Collected data entries
_____

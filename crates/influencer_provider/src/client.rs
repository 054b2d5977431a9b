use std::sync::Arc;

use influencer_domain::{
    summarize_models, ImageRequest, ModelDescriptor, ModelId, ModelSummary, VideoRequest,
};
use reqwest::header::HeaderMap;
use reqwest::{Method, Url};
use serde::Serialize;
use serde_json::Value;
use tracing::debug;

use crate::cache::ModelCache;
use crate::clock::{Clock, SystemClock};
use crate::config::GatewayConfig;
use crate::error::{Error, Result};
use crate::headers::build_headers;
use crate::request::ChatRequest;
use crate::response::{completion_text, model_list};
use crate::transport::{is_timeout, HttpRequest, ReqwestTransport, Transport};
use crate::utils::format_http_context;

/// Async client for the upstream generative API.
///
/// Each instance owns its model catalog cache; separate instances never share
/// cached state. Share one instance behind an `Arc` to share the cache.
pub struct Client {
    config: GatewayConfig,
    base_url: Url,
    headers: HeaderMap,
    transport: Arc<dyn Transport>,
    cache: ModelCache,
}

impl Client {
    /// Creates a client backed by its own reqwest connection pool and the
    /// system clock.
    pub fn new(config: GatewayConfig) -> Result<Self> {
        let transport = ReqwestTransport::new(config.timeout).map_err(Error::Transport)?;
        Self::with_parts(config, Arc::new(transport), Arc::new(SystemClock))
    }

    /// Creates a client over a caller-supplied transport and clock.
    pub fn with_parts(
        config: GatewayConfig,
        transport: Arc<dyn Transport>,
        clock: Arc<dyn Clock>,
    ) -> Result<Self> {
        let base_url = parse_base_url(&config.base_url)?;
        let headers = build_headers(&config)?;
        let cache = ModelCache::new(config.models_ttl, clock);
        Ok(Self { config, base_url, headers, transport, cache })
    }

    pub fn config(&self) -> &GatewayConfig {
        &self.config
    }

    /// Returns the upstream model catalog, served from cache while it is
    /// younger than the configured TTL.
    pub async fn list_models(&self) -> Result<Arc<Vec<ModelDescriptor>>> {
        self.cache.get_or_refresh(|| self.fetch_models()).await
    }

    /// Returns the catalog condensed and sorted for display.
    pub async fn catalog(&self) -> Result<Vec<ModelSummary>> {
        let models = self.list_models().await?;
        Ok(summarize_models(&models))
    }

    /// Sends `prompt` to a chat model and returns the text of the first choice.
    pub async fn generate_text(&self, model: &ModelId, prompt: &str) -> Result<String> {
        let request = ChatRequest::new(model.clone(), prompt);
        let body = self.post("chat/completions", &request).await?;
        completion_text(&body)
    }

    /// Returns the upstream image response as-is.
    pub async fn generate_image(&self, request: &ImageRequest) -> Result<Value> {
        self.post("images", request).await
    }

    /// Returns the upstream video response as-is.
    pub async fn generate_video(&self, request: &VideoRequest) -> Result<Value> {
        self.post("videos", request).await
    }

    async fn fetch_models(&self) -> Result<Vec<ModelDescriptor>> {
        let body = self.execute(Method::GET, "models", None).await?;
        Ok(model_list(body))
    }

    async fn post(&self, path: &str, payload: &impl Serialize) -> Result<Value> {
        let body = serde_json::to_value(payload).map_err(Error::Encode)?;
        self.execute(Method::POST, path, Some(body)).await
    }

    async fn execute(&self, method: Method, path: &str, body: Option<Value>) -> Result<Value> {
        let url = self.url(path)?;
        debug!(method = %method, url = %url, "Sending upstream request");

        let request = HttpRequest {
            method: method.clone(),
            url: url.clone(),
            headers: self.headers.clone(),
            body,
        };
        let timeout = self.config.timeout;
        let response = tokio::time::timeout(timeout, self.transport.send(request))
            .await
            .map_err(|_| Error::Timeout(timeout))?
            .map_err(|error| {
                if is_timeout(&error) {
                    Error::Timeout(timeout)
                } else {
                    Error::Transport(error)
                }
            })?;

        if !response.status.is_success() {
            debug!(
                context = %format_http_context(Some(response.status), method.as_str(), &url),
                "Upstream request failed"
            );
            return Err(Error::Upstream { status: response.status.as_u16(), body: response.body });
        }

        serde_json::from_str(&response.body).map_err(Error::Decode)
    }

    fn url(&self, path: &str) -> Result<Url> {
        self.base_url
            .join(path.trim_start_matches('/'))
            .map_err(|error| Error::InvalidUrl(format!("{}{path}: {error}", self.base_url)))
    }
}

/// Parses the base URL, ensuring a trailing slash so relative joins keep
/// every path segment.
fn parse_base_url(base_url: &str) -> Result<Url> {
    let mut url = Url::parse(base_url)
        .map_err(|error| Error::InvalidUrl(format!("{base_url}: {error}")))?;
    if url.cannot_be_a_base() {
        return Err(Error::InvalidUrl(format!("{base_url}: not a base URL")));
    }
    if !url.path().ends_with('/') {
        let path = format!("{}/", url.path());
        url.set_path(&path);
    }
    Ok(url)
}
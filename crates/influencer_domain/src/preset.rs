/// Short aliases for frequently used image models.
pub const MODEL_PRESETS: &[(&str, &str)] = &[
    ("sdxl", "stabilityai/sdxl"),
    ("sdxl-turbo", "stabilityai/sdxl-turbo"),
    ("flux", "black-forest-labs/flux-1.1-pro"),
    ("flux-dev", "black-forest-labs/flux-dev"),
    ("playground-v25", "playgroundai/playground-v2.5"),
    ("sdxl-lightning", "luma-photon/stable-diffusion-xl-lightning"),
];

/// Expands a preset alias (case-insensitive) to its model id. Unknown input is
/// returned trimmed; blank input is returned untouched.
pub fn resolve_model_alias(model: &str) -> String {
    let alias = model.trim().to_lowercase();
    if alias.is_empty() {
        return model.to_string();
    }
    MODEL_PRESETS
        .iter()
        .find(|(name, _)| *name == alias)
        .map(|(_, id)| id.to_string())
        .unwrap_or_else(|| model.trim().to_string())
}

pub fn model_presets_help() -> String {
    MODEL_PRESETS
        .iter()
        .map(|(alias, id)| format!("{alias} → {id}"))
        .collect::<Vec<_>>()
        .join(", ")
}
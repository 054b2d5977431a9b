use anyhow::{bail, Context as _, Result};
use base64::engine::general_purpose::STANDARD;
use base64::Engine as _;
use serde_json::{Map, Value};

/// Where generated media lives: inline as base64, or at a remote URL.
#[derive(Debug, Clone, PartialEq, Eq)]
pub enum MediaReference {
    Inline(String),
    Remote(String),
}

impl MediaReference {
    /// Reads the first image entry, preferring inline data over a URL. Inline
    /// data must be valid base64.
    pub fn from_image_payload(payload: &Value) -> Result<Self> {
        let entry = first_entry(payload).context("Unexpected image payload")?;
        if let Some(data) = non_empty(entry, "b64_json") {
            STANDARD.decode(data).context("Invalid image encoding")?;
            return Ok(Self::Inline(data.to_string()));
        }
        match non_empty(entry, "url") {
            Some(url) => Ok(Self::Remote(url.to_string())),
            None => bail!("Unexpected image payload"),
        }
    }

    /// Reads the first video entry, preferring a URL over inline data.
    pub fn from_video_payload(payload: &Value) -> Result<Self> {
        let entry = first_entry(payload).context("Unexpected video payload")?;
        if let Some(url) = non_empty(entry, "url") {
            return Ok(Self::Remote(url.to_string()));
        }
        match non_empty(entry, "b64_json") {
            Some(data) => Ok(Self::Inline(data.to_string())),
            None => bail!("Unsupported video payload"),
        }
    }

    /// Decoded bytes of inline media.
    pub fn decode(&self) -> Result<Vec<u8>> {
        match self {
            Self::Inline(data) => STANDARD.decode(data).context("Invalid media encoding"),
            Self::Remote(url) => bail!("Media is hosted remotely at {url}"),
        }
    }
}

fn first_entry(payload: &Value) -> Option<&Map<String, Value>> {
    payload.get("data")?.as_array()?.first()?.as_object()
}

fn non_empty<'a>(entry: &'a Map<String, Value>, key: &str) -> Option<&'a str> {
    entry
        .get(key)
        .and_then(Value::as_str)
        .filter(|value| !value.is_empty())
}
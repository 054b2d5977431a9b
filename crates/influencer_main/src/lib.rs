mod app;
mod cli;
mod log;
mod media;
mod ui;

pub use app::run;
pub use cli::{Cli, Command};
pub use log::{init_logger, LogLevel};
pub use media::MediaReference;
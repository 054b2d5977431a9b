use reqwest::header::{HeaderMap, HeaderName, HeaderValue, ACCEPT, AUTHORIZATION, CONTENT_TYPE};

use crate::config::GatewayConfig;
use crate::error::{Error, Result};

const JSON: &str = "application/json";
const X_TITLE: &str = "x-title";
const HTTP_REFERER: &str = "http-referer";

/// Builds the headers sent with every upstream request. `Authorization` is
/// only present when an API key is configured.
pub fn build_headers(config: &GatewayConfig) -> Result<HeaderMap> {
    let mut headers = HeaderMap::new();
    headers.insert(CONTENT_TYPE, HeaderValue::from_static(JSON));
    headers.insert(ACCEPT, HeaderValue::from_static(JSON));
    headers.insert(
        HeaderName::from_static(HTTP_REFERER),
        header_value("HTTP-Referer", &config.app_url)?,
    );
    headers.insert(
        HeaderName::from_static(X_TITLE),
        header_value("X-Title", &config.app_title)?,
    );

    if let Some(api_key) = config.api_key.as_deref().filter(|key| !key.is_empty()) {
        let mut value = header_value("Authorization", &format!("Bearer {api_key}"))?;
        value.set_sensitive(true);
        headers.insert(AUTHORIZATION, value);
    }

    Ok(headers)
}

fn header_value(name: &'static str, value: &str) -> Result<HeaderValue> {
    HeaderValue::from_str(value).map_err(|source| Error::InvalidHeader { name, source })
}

_____

■ **Exercise objective**:
Each line from the one with "pub use media::MediaReference;" through the end of the entries above must be set down exactly, both end lines included, and no other line may appear.

■ **Finished exercise**:
pub use media::MediaReference;
repository 054b2d5977431a9b
use reqwest::header::{HeaderMap, HeaderName, HeaderValue, ACCEPT, AUTHORIZATION, CONTENT_TYPE};

use crate::config::GatewayConfig;
use crate::error::{Error, Result};

const JSON: &str = "application/json";
const X_TITLE: &str = "x-title";
const HTTP_REFERER: &str = "http-referer";

/// Builds the headers sent with every upstream request. `Authorization` is
/// only present when an API key is configured.
pub fn build_headers(config: &GatewayConfig) -> Result<HeaderMap> {
    let mut headers = HeaderMap::new();
    headers.insert(CONTENT_TYPE, HeaderValue::from_static(JSON));
    headers.insert(ACCEPT, HeaderValue::from_static(JSON));
    headers.insert(
        HeaderName::from_static(HTTP_REFERER),
        header_value("HTTP-Referer", &config.app_url)?,
    );
    headers.insert(
        HeaderName::from_static(X_TITLE),
        header_value("X-Title", &config.app_title)?,
    );

    if let Some(api_key) = config.api_key.as_deref().filter(|key| !key.is_empty()) {
        let mut value = header_value("Authorization", &format!("Bearer {api_key}"))?;
        value.set_sensitive(true);
        headers.insert(AUTHORIZATION, value);
    }

    Ok(headers)
}

fn header_value(name: &'static str, value: &str) -> Result<HeaderValue> {
    HeaderValue::from_str(value).map_err(|source| Error::InvalidHeader { name, source })
}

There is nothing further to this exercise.